[Data for review Boundary: Start]

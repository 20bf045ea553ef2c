use crate::config::{format_time, SimulationSettings};
use crate::discrete_system::Time;
use crate::discrete_system::address::Address;
use crate::discrete_system::component::{Component as SystemComponent, HandleInfo, StartInfo};
use crate::discrete_system::effector::Effector;
use crate::sampling::Sampler;
use crate::station::monitor::SampleSink;
use crate::station::pool::{ResourceKind, ResourcePool};
use crate::station::record::CustomerRecord;
use crate::station::resource::{Acquisition, Priority, Token};

pub mod car_dispatcher;
pub mod customer;
pub mod monitor;
pub mod pool;
pub mod pump_breaker;
pub mod record;
pub mod resource;

#[derive(Debug, Clone)]
pub enum Event {
    /// A queued request of the receiver was granted.
    ResourceGranted(ResourceKind, Token),
    /// The receiver lost the pump held under this token.
    Preempted(Token),
    CarDispatcherEvent(car_dispatcher::Event),
    CustomerEvent(customer::Event),
    PumpBreakerEvent(pump_breaker::Event),
}

impl From<car_dispatcher::Event> for Event {
    fn from(event: car_dispatcher::Event) -> Event {
        Event::CarDispatcherEvent(event)
    }
}

impl From<customer::Event> for Event {
    fn from(event: customer::Event) -> Event {
        Event::CustomerEvent(event)
    }
}

impl From<pump_breaker::Event> for Event {
    fn from(event: pump_breaker::Event) -> Event {
        Event::PumpBreakerEvent(event)
    }
}

#[derive(Debug)]
pub enum Component {
    CarDispatcher(car_dispatcher::CarDispatcher),
    Customer(customer::Customer),
    PumpBreaker(pump_breaker::PumpBreaker),
}

impl From<car_dispatcher::CarDispatcher> for Component {
    fn from(dispatcher: car_dispatcher::CarDispatcher) -> Component {
        Component::CarDispatcher(dispatcher)
    }
}

impl From<customer::Customer> for Component {
    fn from(customer: customer::Customer) -> Component {
        Component::Customer(customer)
    }
}

impl From<pump_breaker::PumpBreaker> for Component {
    fn from(breaker: pump_breaker::PumpBreaker) -> Component {
        Component::PumpBreaker(breaker)
    }
}

impl Component {
    pub fn label(&self) -> String {
        match self {
            Component::CarDispatcher(_) => "Car Dispatcher".to_string(),
            Component::Customer(customer) => customer.name().to_string(),
            Component::PumpBreaker(_) => "Pump Breaker".to_string(),
        }
    }
}

/// The world all station components share for the length of one run.
pub struct GasStation {
    pub settings: SimulationSettings,
    pub sampler: Sampler,
    pub pool: ResourcePool,
    /// Finished visits and rejected arrivals, in the order they were settled.
    pub results: Vec<CustomerRecord>,
}

impl GasStation {
    pub fn new(settings: SimulationSettings, sink: Box<dyn SampleSink>) -> GasStation {
        GasStation {
            sampler: Sampler::new(settings.seed),
            pool: ResourcePool::new(&settings, sink),
            settings,
            results: Vec::new(),
        }
    }

    /// `[STATION]: 2 of 4 pumps are allocated, 1 waiting.`
    pub fn allocation(&self, kind: ResourceKind, what: &str) -> String {
        let resource = self.pool.resource(kind);

        format!(
            "{} of {} {} are allocated, {} waiting.",
            resource.count(),
            resource.capacity(),
            what,
            resource.waiting()
        )
    }
}

/// One reaction of a component: who is reacting, when, with access to the
/// station and the effector collecting the consequences.
pub struct Step<'a> {
    pub address: Address,
    pub now: Time,
    pub station: &'a mut GasStation,
    pub effector: Effector<Event, Component>,
}

impl<'a> Step<'a> {
    pub fn new(address: Address, now: Time, station: &'a mut GasStation) -> Step<'a> {
        Step {
            address,
            now,
            station,
            effector: Effector::new(),
        }
    }

    /// Current time the way the station log prints it.
    pub fn at(&self) -> String {
        format_time(self.now, true)
    }

    /// Requests `kind` on behalf of the reacting component. A holder evicted
    /// to make room is interrupted right away.
    pub fn acquire(&mut self, kind: ResourceKind, priority: Priority) -> Acquisition {
        let acquisition = self.station.pool.acquire(kind, self.now, self.address, priority);

        if let Acquisition::Evicted(_, eviction) = acquisition {
            self.effector.interrupt(eviction.owner, Event::Preempted(eviction.token));
        }

        acquisition
    }

    /// Returns `token` and lets the next waiter, if any, know it got the slot.
    pub fn release(&mut self, kind: ResourceKind, token: Token) {
        if let Some(grant) = self.station.pool.release(kind, self.now, token) {
            self.effector
                .schedule_immediately(grant.owner, Event::ResourceGranted(kind, grant.token));
        }
    }
}

trait StationComponent {
    fn start(&mut self, step: &mut Step);
    fn handle(&mut self, step: &mut Step, sender: Address, message: Event);
}

impl SystemComponent<Event, GasStation> for Component {
    fn start(&mut self, info: StartInfo, station: &mut GasStation) -> Effector<Event, Component> {
        let mut step = Step::new(info.self_address, info.current_time, station);

        match self {
            Component::CarDispatcher(dispatcher) => dispatcher.start(&mut step),
            Component::Customer(customer) => customer.start(&mut step),
            Component::PumpBreaker(breaker) => breaker.start(&mut step),
        }

        step.effector
    }

    fn handle(&mut self, info: HandleInfo, station: &mut GasStation, message: Event) -> Effector<Event, Component> {
        let mut step = Step::new(info.self_address, info.current_time, station);

        match self {
            Component::CarDispatcher(dispatcher) => dispatcher.handle(&mut step, info.sender_address, message),
            Component::Customer(customer) => customer.handle(&mut step, info.sender_address, message),
            Component::PumpBreaker(breaker) => breaker.handle(&mut step, info.sender_address, message),
        }

        step.effector
    }
}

[Data for review Boundary: End]

Task statement: Reproduce the material while keeping each line exactly as it was written.

Output for this task:
repository 20bf045ea553ef2c
use crate::config::{format_time, SimulationSettings};
use crate::discrete_system::Time;
use crate::discrete_system::address::Address;
use crate::discrete_system::component::{Component as SystemComponent, HandleInfo, StartInfo};
use crate::discrete_system::effector::Effector;
use crate::sampling::Sampler;
use crate::station::monitor::SampleSink;
use crate::station::pool::{ResourceKind, ResourcePool};
use crate::station::record::CustomerRecord;
use crate::station::resource::{Acquisition, Priority, Token};

pub mod car_dispatcher;
pub mod customer;
pub mod monitor;
pub mod pool;
pub mod pump_breaker;
pub mod record;
pub mod resource;

#[derive(Debug, Clone)]
pub enum Event {
    /// A queued request of the receiver was granted.
    ResourceGranted(ResourceKind, Token),
    /// The receiver lost the pump held under this token.
    Preempted(Token),
    CarDispatcherEvent(car_dispatcher::Event),
    CustomerEvent(customer::Event),
    PumpBreakerEvent(pump_breaker::Event),
}

impl From<car_dispatcher::Event> for Event {
    fn from(event: car_dispatcher::Event) -> Event {
        Event::CarDispatcherEvent(event)
    }
}

impl From<customer::Event> for Event {
    fn from(event: customer::Event) -> Event {
        Event::CustomerEvent(event)
    }
}

impl From<pump_breaker::Event> for Event {
    fn from(event: pump_breaker::Event) -> Event {
        Event::PumpBreakerEvent(event)
    }
}

#[derive(Debug)]
pub enum Component {
    CarDispatcher(car_dispatcher::CarDispatcher),
    Customer(customer::Customer),
    PumpBreaker(pump_breaker::PumpBreaker),
}

impl From<car_dispatcher::CarDispatcher> for Component {
    fn from(dispatcher: car_dispatcher::CarDispatcher) -> Component {
        Component::CarDispatcher(dispatcher)
    }
}

impl From<customer::Customer> for Component {
    fn from(customer: customer::Customer) -> Component {
        Component::Customer(customer)
    }
}

impl From<pump_breaker::PumpBreaker> for Component {
    fn from(breaker: pump_breaker::PumpBreaker) -> Component {
        Component::PumpBreaker(breaker)
    }
}

impl Component {
    pub fn label(&self) -> String {
        match self {
            Component::CarDispatcher(_) => "Car Dispatcher".to_string(),
            Component::Customer(customer) => customer.name().to_string(),
            Component::PumpBreaker(_) => "Pump Breaker".to_string(),
        }
    }
}

/// The world all station components share for the length of one run.
pub struct GasStation {
    pub settings: SimulationSettings,
    pub sampler: Sampler,
    pub pool: ResourcePool,
    /// Finished visits and rejected arrivals, in the order they were settled.
    pub results: Vec<CustomerRecord>,
}

impl GasStation {
    pub fn new(settings: SimulationSettings, sink: Box<dyn SampleSink>) -> GasStation {
        GasStation {
            sampler: Sampler::new(settings.seed),
            pool: ResourcePool::new(&settings, sink),
            settings,
            results: Vec::new(),
        }
    }

    /// `[STATION]: 2 of 4 pumps are allocated, 1 waiting.`
    pub fn allocation(&self, kind: ResourceKind, what: &str) -> String {
        let resource = self.pool.resource(kind);

        format!(
            "{} of {} {} are allocated, {} waiting.",
            resource.count(),
            resource.capacity(),
            what,
            resource.waiting()
        )
    }
}

/// One reaction of a component: who is reacting, when, with access to the
/// station and the effector collecting the consequences.
pub struct Step<'a> {
    pub address: Address,
    pub now: Time,
    pub station: &'a mut GasStation,
    pub effector: Effector<Event, Component>,
}

impl<'a> Step<'a> {
    pub fn new(address: Address, now: Time, station: &'a mut GasStation) -> Step<'a> {
        Step {
            address,
            now,
            station,
            effector: Effector::new(),
        }
    }

    /// Current time the way the station log prints it.
    pub fn at(&self) -> String {
        format_time(self.now, true)
    }

    /// Requests `kind` on behalf of the reacting component. A holder evicted
    /// to make room is interrupted right away.
    pub fn acquire(&mut self, kind: ResourceKind, priority: Priority) -> Acquisition {
        let acquisition = self.station.pool.acquire(kind, self.now, self.address, priority);

        if let Acquisition::Evicted(_, eviction) = acquisition {
            self.effector.interrupt(eviction.owner, Event::Preempted(eviction.token));
        }

        acquisition
    }

    /// Returns `token` and lets the next waiter, if any, know it got the slot.
    pub fn release(&mut self, kind: ResourceKind, token: Token) {
        if let Some(grant) = self.station.pool.release(kind, self.now, token) {
            self.effector
                .schedule_immediately(grant.owner, Event::ResourceGranted(kind, grant.token));
        }
    }
}

trait StationComponent {
    fn start(&mut self, step: &mut Step);
    fn handle(&mut self, step: &mut Step, sender: Address, message: Event);
}

impl SystemComponent<Event, GasStation> for Component {
    fn start(&mut self, info: StartInfo, station: &mut GasStation) -> Effector<Event, Component> {
        let mut step = Step::new(info.self_address, info.current_time, station);

        match self {
            Component::CarDispatcher(dispatcher) => dispatcher.start(&mut step),
            Component::Customer(customer) => customer.start(&mut step),
            Component::PumpBreaker(breaker) => breaker.start(&mut step),
        }

        step.effector
    }

    fn handle(&mut self, info: HandleInfo, station: &mut GasStation, message: Event) -> Effector<Event, Component> {
        let mut step = Step::new(info.self_address, info.current_time, station);

        match self {
            Component::CarDispatcher(dispatcher) => dispatcher.handle(&mut step, info.sender_address, message),
            Component::Customer(customer) => customer.handle(&mut step, info.sender_address, message),
            Component::PumpBreaker(breaker) => breaker.handle(&mut step, info.sender_address, message),
        }

        step.effector
    }
}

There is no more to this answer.